Task to carry out:
Return each line of the listing that follows in which the string "MemoryStorage" can be found.

Supplied information:
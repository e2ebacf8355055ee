//! # Surebook Testing
//!
//! Test doubles for the Surebook consistency engine:
//!
//! - [`MemoryStorage`]: an in-memory [`surebook_core::Storage`] with real
//!   transaction semantics — uncommitted writes are visible inside the
//!   transaction, commit publishes them atomically, and dropping the
//!   transaction rolls back. Transactions are fully serialized, so the
//!   conditional-update and claim contracts behave exactly as they do on a
//!   row-locking database.
//! - [`mocks::FixedClock`]: a pinned, manually advanced clock.
//! - [`mocks::MockSupplierGateway`] / [`mocks::MockPaymentGateway`]:
//!   scriptable gateways that record every call they receive.
//!
//! ## Example
//!
//! ```
//! use surebook_core::{
//!     Money, Reservation, ReservationCode, ReservationStore, Storage, StorageTx,
//! };
//! use surebook_testing::MemoryStorage;
//!
//! # async fn example() -> Result<(), surebook_core::StorageError> {
//! let storage = MemoryStorage::new();
//! let mut tx = storage.begin().await?;
//! let code = ReservationCode::generate();
//! tx.insert_reservation(&Reservation::new(
//!     code.clone(),
//!     "hertz",
//!     "PT",
//!     Money::from_cents(12_900),
//!     "EUR",
//!     chrono::Utc::now(),
//! ))
//! .await?;
//! tx.commit().await?;
//!
//! let mut tx = storage.begin().await?;
//! assert!(tx.get_reservation(&code).await?.is_some());
//! # Ok(())
//! # }
//! ```

pub mod memory;
pub mod mocks;

pub use memory::MemoryStorage;
pub use mocks::{FixedClock, MockPaymentGateway, MockSupplierGateway, test_clock};
//! Client-facing idempotency records.
//!
//! Every mutating command carries a client-supplied idempotency key. The
//! first successful execution saves its response here, inside the same
//! transaction as the work itself; replays of the same (scope, key) return
//! the cached response verbatim. A replay whose request fingerprint differs
//! is a client error (key reuse) and is rejected before any state change.

use chrono::{DateTime, Utc};
use serde::{Deserialize, Serialize};
use sha2::{Digest, Sha256};

use crate::reservation::ReservationCode;

/// Fingerprint of a normalized request body.
///
/// SHA-256 over the canonical JSON serialization (object keys sorted,
/// which `serde_json`'s default map representation guarantees), hex-encoded.
/// Two requests fingerprint equal iff they are semantically the same JSON.
#[must_use]
pub fn request_fingerprint(request: &serde_json::Value) -> String {
    // Serializing a Value cannot fail.
    let canonical = serde_json::to_string(request).unwrap_or_default();
    let mut hasher = Sha256::new();
    hasher.update(canonical.as_bytes());
    hex::encode(hasher.finalize())
}

/// A cached command response, unique per (scope, `client_key`).
///
/// Created on first successful execution, never mutated afterwards.
#[derive(Clone, Debug, PartialEq, Serialize, Deserialize)]
pub struct IdempotencyRecord {
    /// Command scope the key applies to (e.g. `"RESERVATION_PAY"`).
    pub scope: String,
    /// Client-supplied idempotency key.
    pub client_key: String,
    /// Fingerprint of the request that produced the cached response.
    pub request_fingerprint: String,
    /// The response body to replay, byte-for-byte.
    pub cached_response: serde_json::Value,
    /// The response status to replay (HTTP numeral, opaque to the engine).
    pub cached_status: u16,
    /// The reservation this command touched, for triage.
    pub reference_id: Option<ReservationCode>,
    /// When the record was created.
    pub created_at: DateTime<Utc>,
}

impl IdempotencyRecord {
    /// Builds a record for a freshly executed command.
    #[must_use]
    pub fn new(
        scope: impl Into<String>,
        client_key: impl Into<String>,
        request_fingerprint: String,
        cached_response: serde_json::Value,
        cached_status: u16,
        reference_id: Option<ReservationCode>,
        now: DateTime<Utc>,
    ) -> Self {
        Self {
            scope: scope.into(),
            client_key: client_key.into(),
            request_fingerprint,
            cached_response,
            cached_status,
            reference_id,
            created_at: now,
        }
    }

    /// Whether a replayed request matches the one that was cached.
    #[must_use]
    pub fn matches_fingerprint(&self, fingerprint: &str) -> bool {
        self.request_fingerprint == fingerprint
    }
}

#[cfg(test)]
#[allow(clippy::unwrap_used)]
mod tests {
    use super::*;
    use proptest::prelude::*;

    #[test]
    fn fingerprint_ignores_key_order() {
        let a: serde_json::Value =
            serde_json::from_str(r#"{"car": "compact", "days": 3, "extras": ["gps"]}"#).unwrap();
        let b: serde_json::Value =
            serde_json::from_str(r#"{"extras": ["gps"], "days": 3, "car": "compact"}"#).unwrap();
        assert_eq!(request_fingerprint(&a), request_fingerprint(&b));
    }

    #[test]
    fn fingerprint_distinguishes_different_payloads() {
        let a = serde_json::json!({"days": 3});
        let b = serde_json::json!({"days": 4});
        assert_ne!(request_fingerprint(&a), request_fingerprint(&b));
    }

    #[test]
    fn fingerprint_keeps_array_order_significant() {
        let a = serde_json::json!({"drivers": ["ana", "bruno"]});
        let b = serde_json::json!({"drivers": ["bruno", "ana"]});
        assert_ne!(request_fingerprint(&a), request_fingerprint(&b));
    }

    proptest! {
        #[test]
        fn fingerprint_is_deterministic_hex(days in 0u32..10_000, name in "[a-z]{0,12}") {
            let value = serde_json::json!({"days": days, "name": name});
            let first = request_fingerprint(&value);
            let second = request_fingerprint(&value);
            prop_assert_eq!(&first, &second);
            prop_assert_eq!(first.len(), 64);
            prop_assert!(first.bytes().all(|b| b.is_ascii_hexdigit()));
        }
    }
}
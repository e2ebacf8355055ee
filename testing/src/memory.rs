//! In-memory [`Storage`] implementation.
//!
//! Backed by one dataset behind an async mutex. A transaction takes the lock
//! for its whole lifetime and works on a private copy: reads observe the
//! transaction's own writes, [`StorageTx::commit`] publishes the copy
//! atomically, and dropping the transaction discards it. Serializing
//! transactions this way keeps the conditional-update and claim contracts
//! honest — exactly one concurrent claimer wins, stale versions conflict —
//! without imitating row locks.

use async_trait::async_trait;
use chrono::{DateTime, Duration, Utc};
use std::collections::HashMap;
use std::sync::Arc;
use tokio::sync::{Mutex, OwnedMutexGuard};
use uuid::Uuid;

use surebook_core::store::{
    DeadLetterStore, IdempotencyStore, OutboxStore, PaymentStore, ReservationStore, Storage,
    StorageError, StorageTx, SupplierRequestStore,
};
use surebook_core::{
    DeadLetterRecord, IdempotencyRecord, OutboxEvent, OutboxStatus, Payment, PaymentState,
    PaymentStatus, Reservation, ReservationCode, ReservationStatus, SupplierRequestRecord,
};

#[derive(Clone, Debug, Default)]
struct DataSet {
    reservations: HashMap<ReservationCode, Reservation>,
    payments: Vec<Payment>,
    outbox: Vec<OutboxEvent>,
    dead_letters: Vec<DeadLetterRecord>,
    idempotency: HashMap<(String, String), IdempotencyRecord>,
    supplier_requests: Vec<SupplierRequestRecord>,
}

/// In-memory storage with serialized, rollback-capable transactions.
#[derive(Clone, Debug, Default)]
pub struct MemoryStorage {
    data: Arc<Mutex<DataSet>>,
}

impl MemoryStorage {
    /// Creates empty storage.
    #[must_use]
    pub fn new() -> Self {
        Self::default()
    }

    /// Creates empty storage behind an `Arc`, ready to hand to handlers.
    #[must_use]
    pub fn shared() -> Arc<Self> {
        Arc::new(Self::new())
    }
}

#[async_trait]
impl Storage for MemoryStorage {
    async fn begin(&self) -> Result<Box<dyn StorageTx>, StorageError> {
        let guard = Arc::clone(&self.data).lock_owned().await;
        let working = guard.clone();
        Ok(Box::new(MemoryTx { guard, working }))
    }
}

struct MemoryTx {
    guard: OwnedMutexGuard<DataSet>,
    working: DataSet,
}

fn claimable(event: &OutboxEvent, now: DateTime<Utc>) -> bool {
    let status_ok = matches!(
        event.status,
        OutboxStatus::New | OutboxStatus::Retry | OutboxStatus::InProgress
    );
    let ready = event.next_attempt_at.is_none_or(|t| t <= now);
    let unlocked = event.lock_expires_at.is_none_or(|t| t <= now);
    status_ok && ready && unlocked
}

fn apply_claim(event: &mut OutboxEvent, worker_id: &str, now: DateTime<Utc>, lock_ttl: Duration) {
    event.status = OutboxStatus::InProgress;
    event.locked_by = Some(worker_id.to_owned());
    event.lock_expires_at = Some(now + lock_ttl);
}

Exercise output:
//! - [`MemoryStorage`]: an in-memory [`surebook_core::Storage`] with real
//! use surebook_testing::MemoryStorage;
//! let storage = MemoryStorage::new();
pub use memory::MemoryStorage;
pub struct MemoryStorage {
impl MemoryStorage {
impl Storage for MemoryStorage {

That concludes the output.